The danger is that when sustainability is sold as a return to a static, balanced harmony with nature, it sets unrealistic expectations. Nature itself is dynamic, constantly balancing on the edge of growth and decay, construction and destruction.
Truly sustainable strategies would acknowledge this and build resilience into systems, accepting ongoing change, and focusing not on preventing entropy, but on smoothing, slowing, and redirecting its inevitable increase in ways that preserve living opportunities for as long as possible.
How could this be done?
A physics-consistent version of sustainability would start from the recognition that energy degradation and entropy production are unavoidable.
The goal would not be to preserve a static balance, but to manage the flows of energy and materials so that ecological and social systems can remain adaptive, resilient, and regenerative over long periods. The core principle would be to operate within the daily and seasonal influxes of energy, instead of relying on tapping ancient fossil or mineral reserves at a much faster rate than they are replenished. This means maximising the use of renewable energy, enhancing soil fertility naturally, cycling water wisely, and building infrastructure that is durable, repairable, and recyclable; all designed to work within the rhythms of natural inputs and outputs.
A physics-consistent version would emphasise building systems that are open, flexible, and capable of dynamic equilibrium, rather than rigid or overly engineered solutions that assume a stable environment. Since entropy means that all systems will eventually break down or change, sustainable design must assume disruption and embed redundancy, diversity, and modularity. For example, decentralised energy grids, mixed-crop agriculture, local food webs, and distributed water systems would all be more ‘entropy-aware’ approaches because they accept and adapt to variability rather than trying to impose a fragile order.
Finally, a physics-consistent strategy would focus on regenerating and expanding the capacity of Earth’s natural forests, soils, oceans, and the atmosphere. These entropy buffers which absorb, process, and recycle energy and material flows are the natural mechanisms by which Earth smooths the energy inputs from the sun and maintains a liveable environment. Rather than just reducing harm, the goal would be active stewardship of systems that naturally handle entropy at the planetary scale.
In short, the real sustainability strategy would be:
Live within current energy flows, not stored ancient energy.
Design for constant change, redundancy, and adaptability.
Actively regenerate natural systems that dissipate and absorb energy.
Accept that entropy will always increase, and focus on managing how it increases.
A thermodynamic reframing of sustainability forces a cleaner kind of honesty about the objective. We’re not trying to stop the universe’s drift toward disorder because that is impossible. Instead, we’re negotiating the terms of our participation in entropy’s march.
The conventional sustainability narrative of green growth and technological salvation with some rare species conservation thrown in for good measure, can read like a polite attempt to have our thermodynamic cake and eat it too.
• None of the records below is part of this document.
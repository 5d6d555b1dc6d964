use axum::http::Method;
use std::time::Duration;
use tower::ServiceBuilder;
use tower_http::{
    cors::{Any, CorsLayer},
    timeout::TimeoutLayer,
    trace::{DefaultMakeSpan, DefaultOnRequest, DefaultOnResponse, TraceLayer},
};
use tracing::Level;
use tracing_subscriber::{layer::SubscriberExt, util::SubscriberInitExt, EnvFilter};

use crate::config::Environment;

/// Creates the complete middleware stack for the application
pub fn create_middleware_stack() -> ServiceBuilder<
    tower::layer::util::Stack<
        TimeoutLayer,
        tower::layer::util::Stack<
            CorsLayer,
            tower::layer::util::Stack<
                TraceLayer<
                    tower_http::classify::SharedClassifier<tower_http::classify::ServerErrorsAsFailures>,
                    DefaultMakeSpan,
                    DefaultOnRequest,
                    DefaultOnResponse,
                >,
                tower::layer::util::Identity,
            >,
        >,
    >,
> {
    ServiceBuilder::new()
        // Request/response logging with tracing
        .layer(
            TraceLayer::new_for_http()
                .make_span_with(DefaultMakeSpan::new().level(Level::INFO))
                .on_request(DefaultOnRequest::new().level(Level::INFO))
                .on_response(DefaultOnResponse::new().level(Level::INFO)),
        )
        // The Telegram mini app calls the API from its own origin
        .layer(create_cors_layer())
        .layer(TimeoutLayer::new(Duration::from_secs(30)))
}

/// Read-only API: any origin, GET and preflight only
fn create_cors_layer() -> CorsLayer {
    CorsLayer::new()
        .allow_origin(Any)
        .allow_methods([Method::GET, Method::OPTIONS])
        .allow_headers(Any)
        .allow_credentials(false)
}

/// Initialize logging: human-readable locally, JSON in production.
/// `RUST_LOG` overrides the default `info` filter.
pub fn init_tracing(environment: &Environment) -> Result<(), Box<dyn std::error::Error>> {
    let env_filter = EnvFilter::try_from_default_env()
        .unwrap_or_else(|_| EnvFilter::new("info"));

    let registry = tracing_subscriber::registry().with(env_filter);

    if environment.is_production() {
        registry
            .with(
                tracing_subscriber::fmt::layer()
                    .json()
                    .with_current_span(false)
                    .with_span_list(true)
                    .with_target(true)
                    .with_thread_ids(true),
            )
            .try_init()?;
    } else {
        registry
            .with(tracing_subscriber::fmt::layer().with_target(true))
            .try_init()?;
    }

    tracing::info!(production = environment.is_production(), "Logging initialized");
    Ok(())
}

#[cfg(test)]
mod tests {
    use super::*;
    use axum::{body::Body, http::Request, routing::get, Router};
    use tower::ServiceExt;

    #[tokio::test]
    async fn test_cors_allows_any_origin() {
        let app = Router::new()
            .route("/ping", get(|| async { "pong" }))
            .layer(create_middleware_stack());

        let response = app
            .oneshot(
                Request::builder()
                    .uri("/ping")
                    .header("origin", "https://web.telegram.org")
                    .body(Body::empty())
                    .unwrap(),
            )
            .await
            .unwrap();

        assert_eq!(
            response.headers().get("access-control-allow-origin").unwrap(),
            "*"
        );
    }
}
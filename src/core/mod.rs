//! Pure lifecycle primitives.
//!
//! - `State`: what a lifecycle phase must be able to report about itself
//! - `StateHistory`: an append-only record of phase changes
//!
//! Nothing here touches the filesystem or a runtime.

mod history;
mod state;

pub use history::{StateHistory, StateTransition};
pub use state::State;
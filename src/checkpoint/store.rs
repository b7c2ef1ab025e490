//! Crash-safe checkpoint, restore and clear over a single directory.
//!
//! The store keeps no state of its own: everything it needs is inferred from
//! which slot directories exist next to the live directory. Callers must make
//! sure nothing else mutates the live directory while an operation runs.

use super::error::CheckpointError;
use super::fs;
use super::slot::{has_slot_name, slot_path, Slot};
use std::path::Path;
use tracing::{debug, warn};

type Result<T> = std::result::Result<T, CheckpointError>;

/// One step of the create sequence.
///
/// Running every step of [`CreateStep::SEQUENCE`] in order is a complete
/// `create`. Stopping after any prefix leaves the slots exactly as a crash at
/// that point would, and [`restore`] recovers from all of them.
#[derive(Clone, Copy, Debug, PartialEq, Eq)]
pub enum CreateStep {
    /// Write the new generation into the in-progress slot
    CopyToInProgress,
    /// Rename the committed snapshot, if any, to the old slot
    DemoteCurrent,
    /// Rename the in-progress slot to the committed slot
    PromoteInProgress,
    /// Delete the old slot
    DropOld,
}

impl CreateStep {
    pub const SEQUENCE: [CreateStep; 4] = [
        CreateStep::CopyToInProgress,
        CreateStep::DemoteCurrent,
        CreateStep::PromoteInProgress,
        CreateStep::DropOld,
    ];
}

/// Contents of a new generation.
#[derive(Clone, Copy, Debug, PartialEq, Eq)]
pub enum Source {
    /// Copy the live directory
    Live,
    /// Install an empty snapshot
    Empty,
}

/// How [`restore`] materialized the live directory.
#[derive(Clone, Copy, Debug, PartialEq, Eq)]
pub enum RestoreOutcome {
    /// Copied from the committed snapshot
    FromCurrent,
    /// An interrupted create was completed first, then copied
    Recovered,
    /// No snapshot was ever committed; the directory was reset to empty
    Fresh,
}

fn ensure_slot_name(path: &Path) -> Result<()> {
    if has_slot_name(path) {
        Ok(())
    } else {
        Err(CheckpointError::UnnamedPath(path.to_path_buf()))
    }
}

/// Run a single step of the create sequence against `path`.
pub fn run_create_step(path: &Path, step: CreateStep, source: Source) -> Result<()> {
    ensure_slot_name(path)?;
    let in_progress = slot_path(path, Slot::InProgress);
    let old = slot_path(path, Slot::Old);
    let current = slot_path(path, Slot::Current);

    match step {
        CreateStep::CopyToInProgress => {
            if source == Source::Live && !fs::is_dir(path) {
                return Err(CheckpointError::NotADirectory(path.to_path_buf()));
            }
            if fs::remove_if_present(&in_progress)? {
                debug!(slot = %in_progress.display(), "Discarded stale in-progress snapshot");
            }
            match source {
                Source::Live => fs::copy_dir_contents(path, &in_progress)?,
                Source::Empty => fs::reset_dir(&in_progress)?,
            }
            debug!(slot = %in_progress.display(), ?source, "Wrote in-progress snapshot");
        }
        CreateStep::DemoteCurrent => {
            if fs::is_dir(&current) {
                // With a committed snapshot present, any old slot is leftover
                // from an interrupted delete and must not block the rename.
                fs::remove_if_present(&old)?;
                fs::rename(&current, &old)?;
                debug!(slot = %old.display(), "Demoted committed snapshot");
            }
        }
        CreateStep::PromoteInProgress => {
            fs::rename(&in_progress, &current)?;
            debug!(slot = %current.display(), "Committed snapshot");
        }
        CreateStep::DropOld => {
            if fs::remove_if_present(&old)? {
                debug!(slot = %old.display(), "Deleted old snapshot");
            }
        }
    }

    Ok(())
}

fn create_from(path: &Path, source: Source) -> Result<()> {
    for step in CreateStep::SEQUENCE {
        run_create_step(path, step, source)?;
    }
    Ok(())
}

/// Snapshot the live directory at `path`.
///
/// On success the live directory is unchanged and the committed slot holds a
/// copy of it. A partially written snapshot is never exposed as committed.
pub fn create(path: &Path) -> Result<()> {
    debug!(path = %path.display(), "Creating checkpoint");
    create_from(path, Source::Live)?;
    debug!(path = %path.display(), "Checkpoint successfully created");
    Ok(())
}

/// Install an empty committed snapshot through the same sequence as [`create`].
pub fn create_empty(path: &Path) -> Result<()> {
    create_from(path, Source::Empty)
}

/// Bring the live directory at `path` back to the last committed snapshot.
///
/// Recovers from an interruption at any point of [`create`] or [`clear`].
/// Afterwards only the committed slot may remain. When nothing was ever
/// committed the live directory is reset to empty, discarding its contents.
pub fn restore(path: &Path) -> Result<RestoreOutcome> {
    ensure_slot_name(path)?;
    debug!(path = %path.display(), "Restoring checkpoint");

    let in_progress = slot_path(path, Slot::InProgress);
    let old = slot_path(path, Slot::Old);
    let current = slot_path(path, Slot::Current);

    let mut outcome = RestoreOutcome::FromCurrent;
    if !fs::is_dir(&current) && fs::is_dir(&old) {
        // The old slot only appears once the in-progress copy is complete,
        // so the interrupted create can be finished.
        if fs::is_dir(&in_progress) {
            fs::rename(&in_progress, &current)?;
        } else {
            warn!(
                slot = %old.display(),
                "Old snapshot present without an in-progress snapshot; reinstating it"
            );
            fs::rename(&old, &current)?;
        }
        outcome = RestoreOutcome::Recovered;
    }

    if fs::is_dir(&current) {
        fs::reset_dir(path)?;
        fs::copy_dir_contents(&current, path)?;
    } else {
        fs::reset_dir(path)?;
        outcome = RestoreOutcome::Fresh;
    }

    fs::remove_if_present(&old)?;
    fs::remove_if_present(&in_progress)?;

    debug!(path = %path.display(), ?outcome, "Checkpoint successfully restored");
    Ok(outcome)
}

/// Remove any committed snapshot of `path`.
///
/// The committed slot is first rotated out by installing an empty snapshot,
/// so an interrupted clear is recovered by [`restore`] like any create.
pub fn clear(path: &Path) -> Result<()> {
    debug!(path = %path.display(), "Clearing checkpoint");
    create_empty(path)?;
    fs::remove_if_present(&slot_path(path, Slot::Current))?;
    debug!(path = %path.display(), "Successfully cleared checkpoint");
    Ok(())
}

/// Whether a committed snapshot exists for `path`.
pub fn has_checkpoint(path: &Path) -> bool {
    has_slot_name(path) && fs::is_dir(&slot_path(path, Slot::Current))
}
Sure, we can keep burning through Earth’s ancient energy stores like reckless heirs squandering an inheritance. Or we can learn to live within our planetary allowance, with some grace. And that shift from an energy transition story to an energy conservation ethic may be the deepest cultural transformation since the Agricultural Revolution.
It asks us to redefine progress itself, moving from the industrial logic of more, faster, bigger toward the art of thriving within natural limits. A pivot to a more sophisticated relationship with the physical world that sustains us is a magnificent human ambition.